Kesterite-based semiconductors, particularly copper–zinc–tin–sulfide (CZTS), have garnered considerable attention as potential absorber layers in thin-film solar cells because of their abundance, nontoxicity, and cost-effectiveness. In this study, we explored the synthesis of Ag-alloyed CZTS (ACZTS) materials via the sol–gel method and deposited them on a transparent fluorine-doped tin oxide (FTO) back electrode. A key challenge is the selection and manipulation of metal–salt precursors, with a particular focus on the oxidation states of copper (Cu) and tin (Sn) ions. Two distinct protocols, varying the oxidation states of the Cu and Sn ions, were employed to synthesize the ACZTS materials. The transfer from the solution to the precursor film was analyzed, followed by annealing at different temperatures under a sulfur atmosphere to investigate the behavior and growth of these materials during the final stage of annealing. Our results show that the precursor transformation from solution to film is highly sensitive to the oxidation states of these metal ions, significantly influencing the chemical reactions during sol–gel synthesis and subsequent annealing. Furthermore, the formation pathway of the kesterite phase at elevated temperatures differs between the two protocols.

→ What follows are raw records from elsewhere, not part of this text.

//! Property-based tests for the traversal engine.
//!
//! Invariants that should hold for all inputs:
//! - Parsing: a single bare segment yields exactly one both-direction entry
//! - Labels: a label both allowed and denied is always denied
//! - Optional: an empty sequence becomes one placeholder, anything else is unchanged
//! - Idempotence: the same traversal on an unchanged graph gives the same paths
//! - Start node: under node-global uniqueness the start is never emitted

use dense_expand_core::*;
use proptest::prelude::*;

fn build_graph(nodes: u64, edges: &[(u64, u64, bool)]) -> Graph {
    let mut g = Graph::with_capacity(nodes as usize);
    let a = g.intern_rel_type("A");
    let b = g.intern_rel_type("B");
    for id in 0..nodes {
        g.add_node(id, [if id % 3 == 0 { "Even" } else { "Odd" }]);
    }
    for &(from, to, is_a) in edges {
        g.add_relationship(from % nodes, to % nodes, if is_a { a } else { b });
    }
    g
}

fn edges_strategy() -> impl Strategy<Value = Vec<(u64, u64, bool)>> {
    prop::collection::vec((0u64..20, 0u64..20, any::<bool>()), 0..60)
}

proptest! {
    #[test]
    fn prop_single_segment_is_both_directions(name in "[A-Za-z_][A-Za-z0-9_]{0,15}") {
        let parsed = RelPattern::parse(Some(&name));
        prop_assert_eq!(parsed.entries().len(), 1);
        prop_assert_eq!(parsed.entries()[0].rel_type.as_deref(), Some(name.as_str()));
        prop_assert_eq!(parsed.entries()[0].direction, TraversalDirection::Both);
    }

    #[test]
    fn prop_deny_precedence(
        allowed in prop::collection::vec("[A-Z][a-z]{0,6}", 0..4),
        denied in prop::collection::vec("[A-Z][a-z]{0,6}", 0..4),
        shared in "[A-Z][a-z]{0,6}",
        extra in prop::collection::vec("[A-Z][a-z]{0,6}", 0..4),
    ) {
        let mut tokens: Vec<String> = allowed.iter().map(|l| format!("+{l}")).collect();
        tokens.extend(denied.iter().map(|l| format!("-:{l}")));
        tokens.push(format!("+{shared}"));
        tokens.push(format!("-{shared}"));
        let spec = LabelFilterSpec::parse(&tokens.join("|"));

        let mut labels = extra.clone();
        labels.push(shared.clone());
        prop_assert!(spec.is_denied(&labels));
        prop_assert!(!spec.permits(&labels));
    }

    #[test]
    fn prop_optional_semantics(items in prop::collection::vec(any::<i32>(), 0..20)) {
        let with: Vec<Option<i32>> = optional(items.clone().into_iter(), true).collect();
        let without: Vec<Option<i32>> = optional(items.clone().into_iter(), false).collect();
        if items.is_empty() {
            prop_assert_eq!(with, vec![None]);
            prop_assert!(without.is_empty());
        } else {
            prop_assert_eq!(with, without);
        }
    }

    #[test]
    fn prop_directed_degrees_sum_to_undirected(
        edges in edges_strategy(),
        node in 0u64..20,
    ) {
        let loop_free: Vec<_> = edges.into_iter().filter(|(f, t, _)| f != t).collect();
        let g = build_graph(20, &loop_free);
        let out = degree(&g, node, Some("A>")).unwrap();
        let inc = degree(&g, node, Some("<A")).unwrap();
        prop_assert_eq!(degree(&g, node, Some("A")).unwrap(), out + inc);
        prop_assert_eq!(
            degree(&g, node, None).unwrap(),
            degree(&g, node, Some("A|B")).unwrap()
        );
    }

    #[test]
    fn prop_traversal_is_idempotent(
        edges in edges_strategy(),
        start in 0u64..20,
        threshold in 0i64..8,
        bfs in any::<bool>(),
        max_level in 1usize..5,
    ) {
        let g = build_graph(20, &edges);
        let config = TraversalConfig::default()
            .with_degree_threshold(threshold)
            .with_bfs(bfs)
            .with_max_level(max_level);
        let first: Vec<Path> = traverse(&g, [start], &config).collect();
        let second: Vec<Path> = traverse(&g, [start], &config).collect();
        prop_assert_eq!(first, second);
    }

    #[test]
    fn prop_start_never_emitted_in_node_mode(
        edges in edges_strategy(),
        start in 0u64..20,
        threshold in 0i64..8,
        continue_below in 0i64..10,
        label_filter in prop::option::of(prop::sample::select(vec!["+Even", "-Odd", "+Odd|-Even"])),
    ) {
        let g = build_graph(20, &edges);
        let mut config = TraversalConfig::default()
            .with_degree_threshold(threshold)
            .with_continue_below(continue_below);
        config.label_filter = label_filter.map(str::to_string);
        ResultShape::Nodes.apply(&mut config);

        for path in traverse(&g, [start], &config) {
            prop_assert_ne!(path.end_node(), start);
            prop_assert!(path.length() > 0);
        }
    }

    #[test]
    fn prop_emitted_paths_are_connected(
        edges in edges_strategy(),
        start in 0u64..20,
        threshold in 0i64..6,
    ) {
        let g = build_graph(20, &edges);
        let config = TraversalConfig::default()
            .with_degree_threshold(threshold)
            .with_continue_below(100)
            .with_max_level(4);

        for path in traverse(&g, [start], &config) {
            prop_assert_eq!(path.start_node(), start);
            let mut prev = start;
            for step in &path.steps {
                let rels = g.relationships(prev, None, TraversalDirection::Both).unwrap();
                let rel = rels.iter().find(|r| r.id == step.relationship);
                prop_assert!(rel.is_some());
                let rel = rel.unwrap();
                prop_assert_eq!(rel.other_node(prev), step.node);
                prop_assert_eq!(rel.direction_from(prev), step.direction);
                prev = step.node;
            }
        }
    }
}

Structural, morphological, and optical properties were characterized via X-ray diffraction (XRD), Raman spectroscopy, and scanning electron microscopy (SEM). Our findings highlight the critical role of the Cu and Sn oxidation states in the formation of high-quality kesterite materials. Additionally, we studied a novel approach for controlling the synthesis and phase evolution of kesterite materials via molecular inks, which could provide new opportunities for enhancing the efficiency of thin-film solar cells.